Konflik Sosial Kapitalisasi Agraria[1]

Oleh: Muhammad Mihrob[2]
Tulisan ini sebenarnya merupakan ulasan singkat dari hasil riset yang penulis lakukan untuk tugas akhir mahasiswa strata satu. Selain sebagai tanggung jawab akademis dan intelektual, penulis rasa sangat penting membahas sekaligus mengulas tema ini sebagai tanggung jawab sosial atas persoalan-persoalan kompleks agraria yang terjadi di masyarakat. Meski lokus dan karakter sosial dalam riset ini adalah pada masyarakat pedesaan yang guyub. Bukan hal mustahil persoalan serupa juga terjadi pada lokus kota dengan dinamika sosialnya.
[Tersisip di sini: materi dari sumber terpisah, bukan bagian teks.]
use std::sync::Arc;

use tokio_util::sync::CancellationToken;

use super::BatchSource;
use crate::coordinator::CoordinatorHandle;
use crate::events::{Bus, Event, EventKind};
use crate::policies::BackoffPolicy;

/// Pulls batches from `source` into the coordinator until `token` is cancelled.
///
/// Empty polls and retryable errors extend a streak that drives `backoff`; a batch
/// resets it. Stops early when the source reports it is closed or the coordinator is gone.
pub async fn run_poller(
    source: Arc<dyn BatchSource>,
    coordinator: CoordinatorHandle,
    backoff: BackoffPolicy,
    bus: Bus,
    token: CancellationToken,
) {
    let mut streak: u32 = 0;

    loop {
        let polled = tokio::select! {
            _ = token.cancelled() => return,
            polled = source.poll_next_batch() => polled,
        };

        let event = match polled {
            Ok(Some(batch)) => {
                streak = 0;
                if coordinator.submit(batch).await.is_err() {
                    tracing::debug!(source = source.name(), "coordinator gone, poller exits");
                    return;
                }
                continue;
            }
            Ok(None) => Event::new(EventKind::PollBackoff),
            Err(e) if !e.is_retryable() => {
                bus.publish(
                    Event::new(EventKind::SourcePollFailed)
                        .with_actor(source.name())
                        .with_reason(e.to_string()),
                );
                return;
            }
            Err(e) => Event::new(EventKind::SourcePollFailed).with_reason(e.to_string()),
        };

        let delay = backoff.next(streak);
        streak = streak.saturating_add(1);
        bus.publish(
            event
                .with_actor(source.name())
                .with_attempt(streak)
                .with_delay(delay),
        );

        tokio::select! {
            _ = token.cancelled() => return,
            _ = tokio::time::sleep(delay) => {}
        }
    }
}

#[cfg(test)]
mod tests {
    use super::*;
    use crate::coordinator::Command;
    use crate::model::Batch;
    use crate::source::InMemorySource;
    use std::time::Duration;
    use tokio::sync::mpsc;

    #[tokio::test(start_paused = true)]
    async fn forwards_batches_and_backs_off_when_empty() {
        let source = Arc::new(InMemorySource::with_batches([Batch::fresh("a", vec![])]));
        let (tx, mut rx) = mpsc::channel(4);
        let bus = Bus::new(64);
        let mut events = bus.subscribe();
        let token = CancellationToken::new();

        let poller = tokio::spawn(run_poller(
            source.clone(),
            CoordinatorHandle::new(tx),
            BackoffPolicy::constant(Duration::from_millis(100)),
            bus.clone(),
            token.clone(),
        ));

        match rx.recv().await {
            Some(Command::Submit(batch)) => assert_eq!(batch.id.as_str(), "a"),
            other => panic!("unexpected {other:?}"),
        }

        let first = events.recv().await.unwrap();
        assert_eq!(first.kind, EventKind::PollBackoff);
        assert_eq!(first.attempt, Some(1));
        assert_eq!(first.delay_ms, Some(100));

        source.push(Batch::fresh("b", vec![])).await;
        match rx.recv().await {
            Some(Command::Submit(batch)) => assert_eq!(batch.id.as_str(), "b"),
            other => panic!("unexpected {other:?}"),
        }

        token.cancel();
        poller.await.unwrap();
    }
}
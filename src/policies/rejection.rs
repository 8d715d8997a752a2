use serde::{Deserialize, Serialize};

/// What the coordinator does with the demands of a route that was rejected,
/// lost in transit, or addressed to a worker that cannot be resolved.
#[derive(Debug, Clone, Copy, PartialEq, Eq, Default, Serialize, Deserialize)]
#[serde(rename_all = "lowercase")]
pub enum RejectionPolicy {
    /// Put the demands back into the accumulation buffer for a later round.
    #[default]
    Requeue,
    /// Forget the demands; they are only logged.
    Drop,
}

impl RejectionPolicy {
    pub fn as_str(&self) -> &'static str {
        match self {
            RejectionPolicy::Requeue => "requeue",
            RejectionPolicy::Drop => "drop",
        }
    }
}

impl std::str::FromStr for RejectionPolicy {
    type Err = String;

    fn from_str(s: &str) -> Result<Self, Self::Err> {
        match s.trim().to_ascii_lowercase().as_str() {
            "requeue" => Ok(RejectionPolicy::Requeue),
            "drop" => Ok(RejectionPolicy::Drop),
            other => Err(format!("unknown rejection policy {other:?}")),
        }
    }
}
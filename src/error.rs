//! Error types used by the routevisor runtime, its protocol and its collaborators.
//!
//! - [`RuntimeError`] failures of the fleet runtime itself (shutdown, wiring).
//! - [`ConfigError`] configuration loading and validation.
//! - [`ProtocolError`] message content that cannot be encoded or parsed.
//! - [`DirectoryError`] name registration and message delivery.
//! - [`SolveError`] failures reported by a [`RouteSolver`](crate::RouteSolver).
//! - [`SourceError`] failures of a [`BatchSource`](crate::BatchSource).
//!
//! Every enum exposes `as_label()`, a short stable snake_case label for logs.

use std::path::PathBuf;
use std::time::Duration;

use thiserror::Error;

/// # Errors produced by the fleet runtime.
#[non_exhaustive]
#[derive(Error, Debug)]
pub enum RuntimeError {
    /// Shutdown grace period was exceeded; some actors were still running and got aborted.
    #[error("shutdown timeout {grace:?} exceeded; stuck: {stuck:?}; forcing termination")]
    GraceExceeded {
        /// The configured grace duration.
        grace: Duration,
        /// Names of the actors that did not stop in time.
        stuck: Vec<String>,
    },

    /// The configuration was rejected before the fleet started.
    #[error(transparent)]
    Config(#[from] ConfigError),

    /// An actor could not be registered in the directory.
    #[error(transparent)]
    Directory(#[from] DirectoryError),

    /// The coordinator is no longer running.
    #[error("coordinator is not running")]
    CoordinatorGone,

    /// The fleet has stopped and accepts no new actors.
    #[error("fleet is not running")]
    FleetStopped,
}

impl RuntimeError {
    /// Returns a short stable label (snake_case) for use in logs.
    ///
    /// # Example
    /// ```
    /// use routevisor::RuntimeError;
    /// use std::time::Duration;
    ///
    /// let err = RuntimeError::GraceExceeded { grace: Duration::from_secs(5), stuck: vec![] };
    /// assert_eq!(err.as_label(), "runtime_grace_exceeded");
    /// ```
    pub fn as_label(&self) -> &'static str {
        match self {
            RuntimeError::GraceExceeded { .. } => "runtime_grace_exceeded",
            RuntimeError::Config(e) => e.as_label(),
            RuntimeError::Directory(e) => e.as_label(),
            RuntimeError::CoordinatorGone => "runtime_coordinator_gone",
            RuntimeError::FleetStopped => "runtime_fleet_stopped",
        }
    }

    /// Returns a human-readable message with details about the error.
    pub fn as_message(&self) -> String {
        match self {
            RuntimeError::GraceExceeded { grace, stuck } => {
                format!("grace exceeded after {grace:?}; stuck actors={stuck:?}")
            }
            other => other.to_string(),
        }
    }
}

/// # Errors produced while loading or validating [`Config`](crate::Config).
#[non_exhaustive]
#[derive(Error, Debug)]
pub enum ConfigError {
    #[error("failed to read config file {path:?}: {source}")]
    Io {
        path: PathBuf,
        #[source]
        source: std::io::Error,
    },

    #[error("failed to parse config: {0}")]
    Parse(#[from] toml::de::Error),

    #[error("invalid config: {0}")]
    Invalid(String),
}

impl ConfigError {
    pub fn as_label(&self) -> &'static str {
        match self {
            ConfigError::Io { .. } => "config_io",
            ConfigError::Parse(_) => "config_parse",
            ConfigError::Invalid(_) => "config_invalid",
        }
    }

    pub(crate) fn invalid(msg: impl Into<String>) -> Self {
        ConfigError::Invalid(msg.into())
    }
}

/// # Errors produced by the message codec.
///
/// Parsing is fail-closed: anything that is not exactly one of the known
/// shapes is rejected, and the receiving actor drops the message.
#[non_exhaustive]
#[derive(Error, Debug, Clone, PartialEq)]
pub enum ProtocolError {
    #[error("unrecognized message content: {content:?}")]
    UnknownMessage { content: String },

    #[error("missing field {field}")]
    MissingField { field: &'static str },

    #[error("duplicate field {field}")]
    DuplicateField { field: String },

    #[error("unexpected field {field}")]
    UnexpectedField { field: String },

    #[error("segment without a key: {segment:?}")]
    MalformedSegment { segment: String },

    #[error("invalid value for {field}: {value:?}")]
    InvalidValue { field: &'static str, value: String },

    #[error("list lengths differ: {detail}")]
    LengthMismatch { detail: String },

    #[error("{field} contains a reserved delimiter: {value:?}")]
    ReservedCharacter { field: &'static str, value: String },

    #[error("{kind} must be sent as {expected}, got {actual}")]
    PerformativeMismatch {
        kind: &'static str,
        expected: &'static str,
        actual: &'static str,
    },
}

impl ProtocolError {
    pub fn as_label(&self) -> &'static str {
        match self {
            ProtocolError::UnknownMessage { .. } => "protocol_unknown_message",
            ProtocolError::MissingField { .. } => "protocol_missing_field",
            ProtocolError::DuplicateField { .. } => "protocol_duplicate_field",
            ProtocolError::UnexpectedField { .. } => "protocol_unexpected_field",
            ProtocolError::MalformedSegment { .. } => "protocol_malformed_segment",
            ProtocolError::InvalidValue { .. } => "protocol_invalid_value",
            ProtocolError::LengthMismatch { .. } => "protocol_length_mismatch",
            ProtocolError::ReservedCharacter { .. } => "protocol_reserved_character",
            ProtocolError::PerformativeMismatch { .. } => "protocol_performative_mismatch",
        }
    }
}

/// # Errors produced by the [`Directory`](crate::Directory).
#[non_exhaustive]
#[derive(Error, Debug, Clone, PartialEq, Eq)]
pub enum DirectoryError {
    #[error("name {name:?} is already registered")]
    DuplicateName { name: String },

    #[error("no agent named {name:?}")]
    NotFound { name: String },

    #[error("mailbox of {name:?} is full")]
    MailboxFull { name: String },

    #[error("mailbox of {name:?} is closed")]
    MailboxClosed { name: String },
}

impl DirectoryError {
    pub fn as_label(&self) -> &'static str {
        match self {
            DirectoryError::DuplicateName { .. } => "directory_duplicate_name",
            DirectoryError::NotFound { .. } => "directory_not_found",
            DirectoryError::MailboxFull { .. } => "directory_mailbox_full",
            DirectoryError::MailboxClosed { .. } => "directory_mailbox_closed",
        }
    }
}

/// # Errors reported by a route solver.
///
/// A solver error aborts the round and the batch is discarded.
#[non_exhaustive]
#[derive(Error, Debug, Clone, PartialEq)]
pub enum SolveError {
    /// The plan refers to something the solver was not given.
    #[error("invalid plan: {reason}")]
    InvalidPlan { reason: String },

    #[error("solver failed: {reason}")]
    Failed { reason: String },
}

impl SolveError {
    pub fn as_label(&self) -> &'static str {
        match self {
            SolveError::InvalidPlan { .. } => "solve_invalid_plan",
            SolveError::Failed { .. } => "solve_failed",
        }
    }
}

/// # Errors reported by a batch source.
#[non_exhaustive]
#[derive(Error, Debug)]
pub enum SourceError {
    /// Transport-level failure (connection refused, timeout, ...).
    #[error("transport error: {reason}")]
    Transport { reason: String },

    /// The remote side answered with an unexpected status.
    #[error("unexpected status {status}")]
    Status { status: u16 },

    /// The payload could not be decoded.
    #[error("decode error: {reason}")]
    Decode { reason: String },

    #[error("i/o error on {path:?}: {source}")]
    Io {
        path: PathBuf,
        #[source]
        source: std::io::Error,
    },

    /// The source no longer produces batches.
    #[error("source closed")]
    Closed,
}

impl SourceError {
    pub fn as_label(&self) -> &'static str {
        match self {
            SourceError::Transport { .. } => "source_transport",
            SourceError::Status { .. } => "source_status",
            SourceError::Decode { .. } => "source_decode",
            SourceError::Io { .. } => "source_io",
            SourceError::Closed => "source_closed",
        }
    }

    /// Whether polling again later can succeed.
    pub fn is_retryable(&self) -> bool {
        !matches!(self, SourceError::Closed)
    }
}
Proses kapitalisasi agraria sejak dua tahun terakhir memang telah menjadi persoalan akut dan aktual. Kapitalisasi agraria adalah suatu proses pengambilalihan fungsi tanah masyarakat oleh investor untuk kepentingan pemupukan modal (capital accumulation) melalui penanaman modal (modal investment) dengan memanfaatkan sumber daya manusia, alam, dan tekonologi. Dalam proses kapitalisasi agraria ini muncul suatu kecenderungan akan adanya dampak kerusakan lingkungan berupa pencemaran, abrasi, perusakan lahan bahkan pelanggaran peraturan pemerintah.

Dalam konteks kapitalisasi agraria di Sumenep, di mana sudah lebih dari sekitar 500 hektar tanah dikuasai investor hingga saat ini, memantik reaksi kritik dari sejumlah masyarakat. Reaksi kritik tersebut munguap karena selain terdapat kejanggalan-kejanggalan, juga banyak menyalahi hukum adat-istiadat setempat. Karena itu, sejak Juli 2016 ketika Pengurus Cabang Nahdlatul Ulama Kab. Sumenep menggelar acara “Khalaqah Kedaulatan  Tanah”, masyarakat (terutama pemuda) Sumenep mulai gencar melakukan audiensi dengan pemerintah daerah mengawal kebijakan tentang agraria.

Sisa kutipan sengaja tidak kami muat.